_Exercise goal:_
In the listing below, find the line with "use super::scoring::ScoringEngine;", then repeat exactly every line from the top through that one.

______________________________

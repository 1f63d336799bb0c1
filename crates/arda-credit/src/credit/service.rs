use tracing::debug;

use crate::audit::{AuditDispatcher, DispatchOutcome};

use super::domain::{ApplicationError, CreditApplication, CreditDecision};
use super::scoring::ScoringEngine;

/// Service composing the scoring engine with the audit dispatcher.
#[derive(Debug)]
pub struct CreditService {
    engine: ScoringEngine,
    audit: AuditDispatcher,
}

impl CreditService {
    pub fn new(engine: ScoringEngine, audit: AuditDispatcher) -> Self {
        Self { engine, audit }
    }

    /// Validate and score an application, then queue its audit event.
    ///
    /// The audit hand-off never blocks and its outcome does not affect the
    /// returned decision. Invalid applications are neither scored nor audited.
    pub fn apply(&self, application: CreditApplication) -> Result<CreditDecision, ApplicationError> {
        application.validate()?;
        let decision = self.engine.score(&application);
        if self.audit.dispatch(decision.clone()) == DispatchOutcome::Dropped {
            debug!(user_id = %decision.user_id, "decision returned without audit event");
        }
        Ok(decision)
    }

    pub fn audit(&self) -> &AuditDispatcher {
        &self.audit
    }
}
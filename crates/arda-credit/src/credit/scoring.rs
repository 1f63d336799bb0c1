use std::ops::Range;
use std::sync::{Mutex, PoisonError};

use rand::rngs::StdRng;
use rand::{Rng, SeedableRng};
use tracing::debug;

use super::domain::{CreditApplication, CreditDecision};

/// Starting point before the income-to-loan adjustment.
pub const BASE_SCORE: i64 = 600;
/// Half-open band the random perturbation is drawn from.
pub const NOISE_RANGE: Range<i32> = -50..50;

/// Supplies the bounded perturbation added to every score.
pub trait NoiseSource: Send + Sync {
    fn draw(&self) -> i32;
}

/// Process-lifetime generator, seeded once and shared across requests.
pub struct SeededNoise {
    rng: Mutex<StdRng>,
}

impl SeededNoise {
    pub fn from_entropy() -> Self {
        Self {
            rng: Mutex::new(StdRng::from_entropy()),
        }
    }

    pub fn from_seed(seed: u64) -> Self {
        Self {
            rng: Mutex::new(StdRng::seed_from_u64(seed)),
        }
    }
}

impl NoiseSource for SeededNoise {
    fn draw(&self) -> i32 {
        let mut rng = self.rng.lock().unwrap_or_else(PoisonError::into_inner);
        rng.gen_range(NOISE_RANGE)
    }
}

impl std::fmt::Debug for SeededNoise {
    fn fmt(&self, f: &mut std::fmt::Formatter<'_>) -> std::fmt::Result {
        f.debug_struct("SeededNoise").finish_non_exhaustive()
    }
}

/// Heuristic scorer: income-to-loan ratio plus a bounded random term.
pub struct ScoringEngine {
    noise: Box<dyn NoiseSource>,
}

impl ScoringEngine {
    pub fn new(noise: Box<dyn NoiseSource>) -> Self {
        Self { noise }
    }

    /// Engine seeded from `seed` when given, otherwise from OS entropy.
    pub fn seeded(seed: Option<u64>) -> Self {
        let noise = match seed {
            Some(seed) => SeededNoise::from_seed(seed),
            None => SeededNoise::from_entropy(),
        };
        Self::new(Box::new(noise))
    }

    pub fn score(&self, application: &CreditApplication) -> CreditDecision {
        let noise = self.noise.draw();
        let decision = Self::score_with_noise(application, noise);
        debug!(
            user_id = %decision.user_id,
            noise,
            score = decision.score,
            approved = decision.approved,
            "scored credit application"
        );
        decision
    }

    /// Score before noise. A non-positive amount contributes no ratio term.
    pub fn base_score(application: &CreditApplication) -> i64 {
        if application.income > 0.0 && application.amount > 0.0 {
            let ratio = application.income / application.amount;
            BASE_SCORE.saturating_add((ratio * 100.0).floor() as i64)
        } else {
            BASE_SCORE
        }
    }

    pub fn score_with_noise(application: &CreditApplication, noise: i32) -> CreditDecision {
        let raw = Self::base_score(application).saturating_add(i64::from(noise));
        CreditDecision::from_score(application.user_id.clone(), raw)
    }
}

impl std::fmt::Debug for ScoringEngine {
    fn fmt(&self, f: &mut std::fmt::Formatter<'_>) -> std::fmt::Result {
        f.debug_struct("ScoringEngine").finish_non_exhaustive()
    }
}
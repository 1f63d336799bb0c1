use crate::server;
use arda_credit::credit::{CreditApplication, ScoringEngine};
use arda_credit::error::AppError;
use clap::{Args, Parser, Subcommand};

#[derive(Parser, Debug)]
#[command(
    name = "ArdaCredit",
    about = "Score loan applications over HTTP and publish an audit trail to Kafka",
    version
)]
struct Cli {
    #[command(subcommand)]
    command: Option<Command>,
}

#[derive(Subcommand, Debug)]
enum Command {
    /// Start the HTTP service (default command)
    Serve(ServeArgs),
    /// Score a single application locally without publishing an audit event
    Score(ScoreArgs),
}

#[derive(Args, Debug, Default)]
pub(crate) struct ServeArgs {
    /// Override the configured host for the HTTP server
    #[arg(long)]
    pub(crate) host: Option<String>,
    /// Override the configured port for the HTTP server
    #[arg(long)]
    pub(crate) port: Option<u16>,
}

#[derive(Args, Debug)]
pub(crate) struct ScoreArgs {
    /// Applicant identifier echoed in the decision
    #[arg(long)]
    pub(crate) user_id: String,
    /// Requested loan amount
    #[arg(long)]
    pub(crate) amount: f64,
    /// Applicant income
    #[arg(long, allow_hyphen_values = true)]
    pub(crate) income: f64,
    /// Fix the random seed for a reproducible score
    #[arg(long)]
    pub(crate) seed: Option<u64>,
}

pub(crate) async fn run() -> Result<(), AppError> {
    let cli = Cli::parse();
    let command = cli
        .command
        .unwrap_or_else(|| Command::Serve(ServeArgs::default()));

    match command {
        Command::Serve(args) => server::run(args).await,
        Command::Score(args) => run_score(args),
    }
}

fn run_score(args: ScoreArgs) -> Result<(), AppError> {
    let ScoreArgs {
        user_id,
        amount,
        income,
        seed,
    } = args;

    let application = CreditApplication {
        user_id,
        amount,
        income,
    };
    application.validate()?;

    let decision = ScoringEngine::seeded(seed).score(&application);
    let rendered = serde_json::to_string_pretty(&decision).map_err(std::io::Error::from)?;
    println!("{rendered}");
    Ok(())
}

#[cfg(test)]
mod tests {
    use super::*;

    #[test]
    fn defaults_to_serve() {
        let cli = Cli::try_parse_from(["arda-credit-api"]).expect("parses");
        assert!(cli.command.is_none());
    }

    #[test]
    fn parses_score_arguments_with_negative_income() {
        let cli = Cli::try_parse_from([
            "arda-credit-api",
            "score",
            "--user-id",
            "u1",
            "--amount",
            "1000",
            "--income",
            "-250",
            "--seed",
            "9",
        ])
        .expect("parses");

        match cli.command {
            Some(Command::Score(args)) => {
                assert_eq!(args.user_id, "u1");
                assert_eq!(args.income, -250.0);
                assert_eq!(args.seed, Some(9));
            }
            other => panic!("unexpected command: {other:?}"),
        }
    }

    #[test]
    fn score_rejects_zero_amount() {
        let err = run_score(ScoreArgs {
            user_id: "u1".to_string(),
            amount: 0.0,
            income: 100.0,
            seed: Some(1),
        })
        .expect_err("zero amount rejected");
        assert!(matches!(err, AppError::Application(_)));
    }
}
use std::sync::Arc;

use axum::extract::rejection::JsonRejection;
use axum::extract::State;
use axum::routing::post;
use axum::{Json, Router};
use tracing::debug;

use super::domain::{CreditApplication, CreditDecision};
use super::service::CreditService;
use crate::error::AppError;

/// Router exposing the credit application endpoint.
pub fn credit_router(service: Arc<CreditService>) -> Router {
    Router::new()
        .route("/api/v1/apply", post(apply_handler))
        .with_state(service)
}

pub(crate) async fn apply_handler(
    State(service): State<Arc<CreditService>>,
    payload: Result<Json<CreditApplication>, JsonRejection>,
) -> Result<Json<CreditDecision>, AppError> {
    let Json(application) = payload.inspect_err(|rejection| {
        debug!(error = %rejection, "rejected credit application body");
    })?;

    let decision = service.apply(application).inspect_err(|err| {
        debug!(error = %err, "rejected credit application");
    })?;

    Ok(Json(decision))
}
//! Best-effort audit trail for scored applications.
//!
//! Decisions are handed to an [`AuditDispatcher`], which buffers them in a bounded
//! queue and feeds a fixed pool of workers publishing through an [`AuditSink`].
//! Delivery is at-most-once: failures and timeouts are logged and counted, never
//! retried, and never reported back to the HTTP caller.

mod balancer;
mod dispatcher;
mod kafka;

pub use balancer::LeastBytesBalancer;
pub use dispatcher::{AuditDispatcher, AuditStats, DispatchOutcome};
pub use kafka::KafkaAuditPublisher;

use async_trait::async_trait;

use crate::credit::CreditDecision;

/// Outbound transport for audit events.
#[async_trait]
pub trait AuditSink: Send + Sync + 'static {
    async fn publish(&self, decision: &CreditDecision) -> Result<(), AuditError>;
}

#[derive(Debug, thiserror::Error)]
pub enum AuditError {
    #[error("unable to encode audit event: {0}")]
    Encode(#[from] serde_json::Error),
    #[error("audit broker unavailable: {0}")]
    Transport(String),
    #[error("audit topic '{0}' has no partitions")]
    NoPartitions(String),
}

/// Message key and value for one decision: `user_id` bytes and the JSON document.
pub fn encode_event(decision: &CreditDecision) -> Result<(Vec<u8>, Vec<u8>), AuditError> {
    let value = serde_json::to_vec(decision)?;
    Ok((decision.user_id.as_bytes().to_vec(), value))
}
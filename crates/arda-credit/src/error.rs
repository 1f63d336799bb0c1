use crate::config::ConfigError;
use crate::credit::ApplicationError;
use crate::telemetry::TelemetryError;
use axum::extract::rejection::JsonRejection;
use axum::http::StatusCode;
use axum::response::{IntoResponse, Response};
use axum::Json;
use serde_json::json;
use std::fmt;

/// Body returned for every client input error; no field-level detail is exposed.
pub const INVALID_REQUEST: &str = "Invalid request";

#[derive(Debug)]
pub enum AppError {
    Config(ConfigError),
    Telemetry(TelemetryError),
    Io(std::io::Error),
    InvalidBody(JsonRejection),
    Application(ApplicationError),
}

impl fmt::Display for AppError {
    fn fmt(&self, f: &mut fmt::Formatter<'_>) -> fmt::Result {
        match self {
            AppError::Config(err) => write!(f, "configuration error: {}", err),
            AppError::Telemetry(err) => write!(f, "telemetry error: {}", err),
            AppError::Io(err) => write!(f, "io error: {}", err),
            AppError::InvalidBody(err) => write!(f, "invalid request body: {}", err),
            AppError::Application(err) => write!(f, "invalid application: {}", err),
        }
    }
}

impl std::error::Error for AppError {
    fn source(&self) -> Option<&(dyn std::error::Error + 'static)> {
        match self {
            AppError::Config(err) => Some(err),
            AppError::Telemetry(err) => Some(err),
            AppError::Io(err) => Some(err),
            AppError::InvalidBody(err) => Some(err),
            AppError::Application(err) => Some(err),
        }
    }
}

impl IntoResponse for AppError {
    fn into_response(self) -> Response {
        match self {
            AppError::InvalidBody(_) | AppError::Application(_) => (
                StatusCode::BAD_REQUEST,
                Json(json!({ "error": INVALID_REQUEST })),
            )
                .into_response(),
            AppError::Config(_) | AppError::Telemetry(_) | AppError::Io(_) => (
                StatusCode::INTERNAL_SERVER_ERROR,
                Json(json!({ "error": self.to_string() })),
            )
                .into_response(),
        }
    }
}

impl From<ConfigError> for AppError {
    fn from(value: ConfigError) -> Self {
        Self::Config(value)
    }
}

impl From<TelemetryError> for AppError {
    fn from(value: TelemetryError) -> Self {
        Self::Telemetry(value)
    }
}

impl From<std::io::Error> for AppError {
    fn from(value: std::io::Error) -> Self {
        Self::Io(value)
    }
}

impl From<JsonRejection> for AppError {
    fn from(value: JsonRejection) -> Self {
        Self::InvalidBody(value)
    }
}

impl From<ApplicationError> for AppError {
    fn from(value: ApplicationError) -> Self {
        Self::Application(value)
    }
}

______________________________

_Exercise answer:_
repository 1f63d336799bb0c1
filename crates/arda-credit/src/credit/service.rs
use tracing::debug;

use crate::audit::{AuditDispatcher, DispatchOutcome};

use super::domain::{ApplicationError, CreditApplication, CreditDecision};
use super::scoring::ScoringEngine;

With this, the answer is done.